ECLI:NL:HR:2025:1182

Hoge Raad

Datum uitspraak
18 juli 2025
Publicatiedatum
18 juli 2025
Zaaknummer
25/01220
Instantie
Hoge Raad
Type
Uitspraak
Procedures
  • Cassatie
Vindplaatsen
  • Rechtspraak.nl
AI samenvatting door LexboostAutomatisch gegenereerd

Ontvankelijkheid van het beroep in cassatie tegen de beslissing op het verzoek om toepassing van artikel 8:29 Awb

In deze zaak heeft de Hoge Raad op 18 juli 2025 uitspraak gedaan in het beroep in cassatie van [X], hierna aangeduid als belanghebbende, tegen de uitspraak van de Centrale Raad van Beroep van 1 april 2025, nummer 24/2585 PW-VV. De Hoge Raad heeft zich gebogen over de ontvankelijkheid van het beroep in cassatie.

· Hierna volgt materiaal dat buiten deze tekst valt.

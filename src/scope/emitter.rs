//! Target emitters backed by the scope tree

use rustc_hash::FxHashSet as HashSet;
use tracing::{debug, trace};

use super::{Binding, BindingKind, Scope, ScopeId};
use crate::ast::Identifier;
use crate::destructuring::{BindingStrategy, TargetEmitter};
use crate::error::{Error, Result};
use crate::runtime::Value;

/// Declares pattern targets into the scope tree
///
/// Create one per compilation: a name declared twice into the same scope
/// by the same emitter is a duplicate binding.
pub struct DeclarationEmitter<'a> {
    scope: &'a Scope<'a>,
    kind: BindingKind,
    declared: HashSet<(ScopeId, String)>,
}

impl<'a> DeclarationEmitter<'a> {
    /// Declare `kind` bindings relative to `scope`
    pub fn new(scope: &'a Scope<'a>, kind: BindingKind) -> Self {
        Self {
            scope,
            kind,
            declared: HashSet::default(),
        }
    }

    /// The scope a declaration under `strategy` lands in
    pub fn target_scope(&self, strategy: BindingStrategy) -> Result<&'a Scope<'a>> {
        match strategy {
            BindingStrategy::DeclareInNearestDeclarativeScope if self.kind == BindingKind::Var => {
                Ok(self.scope.var_scope())
            }
            BindingStrategy::DeclareInNearestDeclarativeScope => Ok(self.scope),
            BindingStrategy::DeclareInEnclosingVarScope => Ok(self.scope.var_scope()),
            BindingStrategy::AssignToExistingReference => Err(Error::InternalError(
                "declaration emitter cannot assign to existing references".to_string(),
            )),
        }
    }
}

impl TargetEmitter for DeclarationEmitter<'_> {
    fn declare(&mut self, name: &Identifier, strategy: BindingStrategy, value: Value) -> Result<()> {
        let scope = self.target_scope(strategy)?;
        let duplicate = || Error::DuplicateBinding {
            name: name.name.clone(),
        };

        if !self.declared.insert((scope.id(), name.name.clone())) {
            return Err(duplicate());
        }

        match scope.get(&name.name) {
            Some(existing) if existing.kind.is_lexical() || self.kind.is_lexical() => Err(duplicate()),
            Some(_) => {
                trace!(name = %name.name, scope = %scope.id(), "redeclare");
                scope.set_value(&name.name, value);
                Ok(())
            }
            None => {
                trace!(name = %name.name, scope = %scope.id(), kind = ?self.kind, "declare");
                scope.define(name.name.clone(), Binding { value, kind: self.kind });
                Ok(())
            }
        }
    }

    fn assign(&mut self, name: &Identifier, _value: Value) -> Result<()> {
        Err(Error::InternalError(format!(
            "cannot assign '{}' through a declaration emitter",
            name.name
        )))
    }
}

/// Writes pattern targets through existing references
pub struct AssignmentEmitter<'a> {
    scope: &'a Scope<'a>,
    strict: bool,
}

impl<'a> AssignmentEmitter<'a> {
    /// Resolve names starting at `scope`
    ///
    /// In strict mode an unresolvable name is a `ReferenceNotFound` error;
    /// otherwise it becomes a `var` on the root scope.
    pub fn new(scope: &'a Scope<'a>, strict: bool) -> Self {
        Self { scope, strict }
    }
}

impl TargetEmitter for AssignmentEmitter<'_> {
    fn declare(&mut self, name: &Identifier, _strategy: BindingStrategy, _value: Value) -> Result<()> {
        Err(Error::InternalError(format!(
            "cannot declare '{}' through an assignment emitter",
            name.name
        )))
    }

    fn assign(&mut self, name: &Identifier, value: Value) -> Result<()> {
        let Some(scope) = self.scope.lookup(&name.name) else {
            if self.strict {
                return Err(Error::ReferenceNotFound {
                    name: name.name.clone(),
                });
            }
            debug!(name = %name.name, "creating implicit global");
            self.scope.root().define(
                name.name.clone(),
                Binding {
                    value,
                    kind: BindingKind::Var,
                },
            );
            return Ok(());
        };

        if scope.get(&name.name).is_some_and(|b| b.kind == BindingKind::Const) {
            return Err(Error::AssignToConst {
                name: name.name.clone(),
            });
        }
        trace!(name = %name.name, scope = %scope.id(), "assign");
        scope.set_value(&name.name, value);
        Ok(())
    }
}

De Hoge Raad oordeelt dat er geen wettelijke bepaling bestaat die het mogelijk maakt om beroep in cassatie in te stellen tegen de beslissing op het verzoek van belanghebbende om toepassing van artikel 8:29 van de Algemene wet bestuursrecht (Awb). Dit betekent dat het beroep in cassatie niet-ontvankelijk moet worden verklaard. Daarnaast heeft de Hoge Raad geen aanleiding gezien om een veroordeling in de proceskosten uit te spreken. De uitspraak is gedaan door de raadsheer M.T. Boerlage als voorzitter, samen met de raadsheren A.E.H. van der Voort Maarschalk en W.A.P. van Roij, en is openbaar uitgesproken op dezelfde datum als de uitspraak.

Uitspraak

HOGE RAAD DER NEDERLANDEN
BELASTINGKAMER
Nummer25/01220
Datum18 juli 2025
ARREST
op het door [X] (hierna: belanghebbende) ingestelde beroep in cassatie tegen de uitspraak van de Centrale Raad van Beroep van 1 april 2025, nr. 24/2585 PW-VV [1] .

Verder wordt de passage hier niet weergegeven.